There is a 45-day public comment period (ending August 23, 2022) during which any interested party may submit written comments. The Agency will hold public hearings on the Proposed Regulations on August 24 and 25, 2022. After the Agency analyzes the comments received during the comment period, the Agency will either adopt the Regulations substantially “as is”, or make modifications based on the comments (in which case the modified text will be made publicly available for at least 15 days before they are adopted by the Agency). Supporting documents of the Proposed Regulations can be found on the Agency’s website.

Key Takeaways

Key takeaways of the Proposed Regulations include the following:

  • Agency Audits (§ 7304). The Regulations afford the Agency broad rights to conduct audits, including to investigate potential CCPA violations, where the collection or processing poses a significant risk to consumer privacy or security, or where there is a history of noncompliance with the CCPA or other privacy laws. The Agency’s audit rights extend to businesses, service providers, contractors, or other persons. Notably, audits may be announced or unannounced at the Agency’s discretion.
  • Necessary and Proportionate Principle (§ 7002).  The CPRA requires a business’s processing of personal information to be “reasonably necessary and proportionate to achieve the purposes for which the personal information was collected or processed.” The Proposed Regulations define this based on what an average consumer would expect when the personal information was collected, such that a business is now required to obtain a consumer’s explicit consent (i.e., an opt in) before collecting, using, retaining, and/or sharing a consumer’s personal information for any purpose that is unrelated or incompatible with the purpose(s) for which the personal information was collected or processed (e.g., a business providing a mobile flashlight app should not collect geolocation data without explicit consent).
  • Privacy Policy; Notice at Collection (§§ 7011 – 7012). The Proposed Regulations provide additional content to be included in a privacy policy beginning on January 1, 2023, including information concerning (1) the use and disclosure of sensitive personal information, (2) how opt-out preference signals will be processed, and (3) the sale or sharing of personal information of consumers under 16 years of age.  There are also additional content requirements for the notice at collection, including a requirement to provide the names of all third parties that the business allows to collect personal information from the consumer (unless the third party provides its own notice). The Regulations also place additional emphasis on the requirement that the notice at collection include a link to the specific section of the privacy policy that speaks to the processing at issue (a link to the beginning of the privacy policy or an unrelated section of the privacy policy is not sufficient).
  • Opt-Out Preference Signals (§ 7025). The Proposed Regulations emphasize that businesses are required in all instances to honor opt-out preference signals. Businesses have a choice only as to the manner in which they process such signals.  Businesses that process opt out preference signals in a “frictionless manner” do not have to provide opt out links for sale/sharing or for the right to limit use of sensitive personal information. Processing in a frictionless manner requires (among other things) that the opt-out preference signal alone is sufficient to fully effectuate the consumer’s request to opt-out – the business cannot display a pop-up response, request additional information, or change the consumer’s experience with the product or service.
  • Methods for Submitting Consumer Requests and Obtaining Consent (§ 7004). The Proposed Regulations set consumer friendly principles for businesses to design and implement methods for submitting data rights requests and for obtaining consumer consent.  For example, businesses must:
    • use language that is easy for consumers to read and understand;
    • not make it more difficult for consumers to exercise more privacy-protective options;
    • avoid confusing language or interactive elements; and
    • avoid manipulative language or choice architecture such as language or wording that guilts or shames consumers into making a particular choice.

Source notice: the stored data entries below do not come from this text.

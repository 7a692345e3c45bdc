//! Work Items Core
//!
//! Descriptor-driven work item management: schema cache, validation
//! pipeline and the create/read/update lifecycle.
//!
//! # Architecture
//!
//! ```text
//! WorkItemManager
//!  ├─ DescriptorManager ── DescriptorProvider (memory, files, custom)
//!  ├─ ValidationManager
//!  │   ├─ type-wide validators (completeness, immutable, value provider)
//!  │   └─ ValidatorRegistry (mandatory, string_length, custom kinds)
//!  │        ValueProviderValidator ── ValueResolver (+ moka cache)
//!  └─ DataProvider (memory, custom)
//! ```
//!
//! # Example
//!
//! ```rust
//! use std::sync::Arc;
//! use workitems_core::prelude::*;
//! use workitems_core::provider::{InMemoryDataProvider, InMemoryDescriptorProvider};
//! use workitems_model::presets;
//!
//! # #[tokio::main(flavor = "current_thread")]
//! # async fn main() -> Result<(), WorkItemError> {
//! let manager = WorkItemManager::new(
//!     Arc::new(InMemoryDataProvider::new()),
//!     Arc::new(InMemoryDescriptorProvider::new(vec![presets::sdlc_issue()])),
//! );
//!
//! let template = manager.create_template("FOO", presets::ISSUE_TYPE).await?;
//! let properties: Vec<Property> = template
//!     .properties()
//!     .map(|p| match p.name.as_str() {
//!         presets::TITLE => p.with_value("Crash on startup"),
//!         _ => p.clone(),
//!     })
//!     .collect();
//!
//! let created = manager.create("FOO", presets::ISSUE_TYPE, &properties).await?;
//! assert!(created.success);
//! # Ok(())
//! # }
//! ```

#![warn(missing_docs)]

pub mod config;
pub mod descriptor_manager;
pub mod error;
pub mod provider;
pub mod validation;
pub mod work_item_manager;

// Re-exports
pub use config::{ValueCacheConfig, WorkItemsConfig};
pub use descriptor_manager::DescriptorManager;
pub use error::{ConfigError, DescriptorError, ProviderError, WorkItemError, WorkItemResult};
pub use validation::{Operation, ValidationContext, ValidationManager, Validator, ValidatorRegistry};
pub use work_item_manager::{
    WorkItemCreatedResult, WorkItemManager, WorkItemManagerBuilder, WorkItemUpdatedResult,
};

/// Prelude module for common imports
pub mod prelude {
    //! Common imports for work item management
    pub use crate::provider::{DataProvider, DescriptorProvider, ValueResolver};
    pub use crate::{
        DescriptorManager, WorkItemCreatedResult, WorkItemError, WorkItemManager,
        WorkItemResult, WorkItemUpdatedResult, WorkItemsConfig,
    };
    pub use workitems_model::prelude::*;
}

/// Version of this crate
pub const VERSION: &str = env!("CARGO_PKG_VERSION");
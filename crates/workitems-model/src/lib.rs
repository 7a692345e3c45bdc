//! Work Items Model
//!
//! Plain data for descriptor-driven work items.
//!
//! # Overview
//!
//! - **Descriptors**: per-type schema (properties, value providers, log
//!   entry types, stages and commands), loaded at runtime
//! - **WorkItem**: immutable snapshot with ordered properties and an
//!   append-only change log
//! - **ErrorMessage**: structured validation output
//!
//! # Example
//!
//! ```rust
//! use workitems_model::{Property, PropertyDescriptor, WorkItem, WorkItemDescriptor};
//!
//! let descriptor = WorkItemDescriptor::with_properties(
//!     "Task",
//!     vec![PropertyDescriptor::new("Title", "String").required()],
//! );
//!
//! let title = Property::new("Title", "String", "a");
//! let item = WorkItem::new("FOO", "1", "Task", vec![title], vec![]);
//! let (next, changes) = item.apply(&[Property::new("Title", "String", "b")]);
//!
//! assert_eq!(next.value("Title"), Some("b"));
//! assert_eq!(changes.len(), 1);
//! assert!(descriptor.matching_stages(&next).is_empty());
//! ```

#![warn(missing_docs)]

pub mod descriptor;
pub mod error_message;
pub mod presets;
pub mod work_item;
pub mod workflow;

// Re-exports
pub use descriptor::{
    CommandDescriptor, ConditionDescriptor, EnumValue, LogDescriptor, LogEntryTypeDescriptor,
    PropertyDescriptor, PropertyType, StageDescriptor, StagePropertyDescriptor, ValidatorDescriptor,
    ValueProviderDescriptor, WorkItemDescriptor,
};
pub use error_message::ErrorMessage;
pub use work_item::{
    is_blank, split_values, LogEntry, Property, PropertyChange, WorkItem, EMPTY_VALUE,
    MULTI_VALUE_SEPARATOR,
};

/// Prelude module for common imports
pub mod prelude {
    //! Common imports for working with work item data
    pub use crate::{
        CommandDescriptor, ConditionDescriptor, ErrorMessage, LogEntry, Property, PropertyChange,
        PropertyDescriptor, StageDescriptor, ValidatorDescriptor, ValueProviderDescriptor, WorkItem,
        WorkItemDescriptor,
    };
}

/// Version of this crate
pub const VERSION: &str = env!("CARGO_PKG_VERSION");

Businesses are also required to test the methods used for submitting data rights requests to ensure that they are functional and do not undermine consumers’ choices.

  • Prohibition of Dark Patterns (§ 7004). The Proposed Regulations prohibit the use of dark patterns to obtain consumer consent. A dark pattern is defined not by any particular method of consent or intent of the business, but by the effect on the consumer (“[a] user interface is a dark pattern if the interface has the effect of substantially subverting or impairing user autonomy, decision-making, or choice, regardless of a business’s intent”).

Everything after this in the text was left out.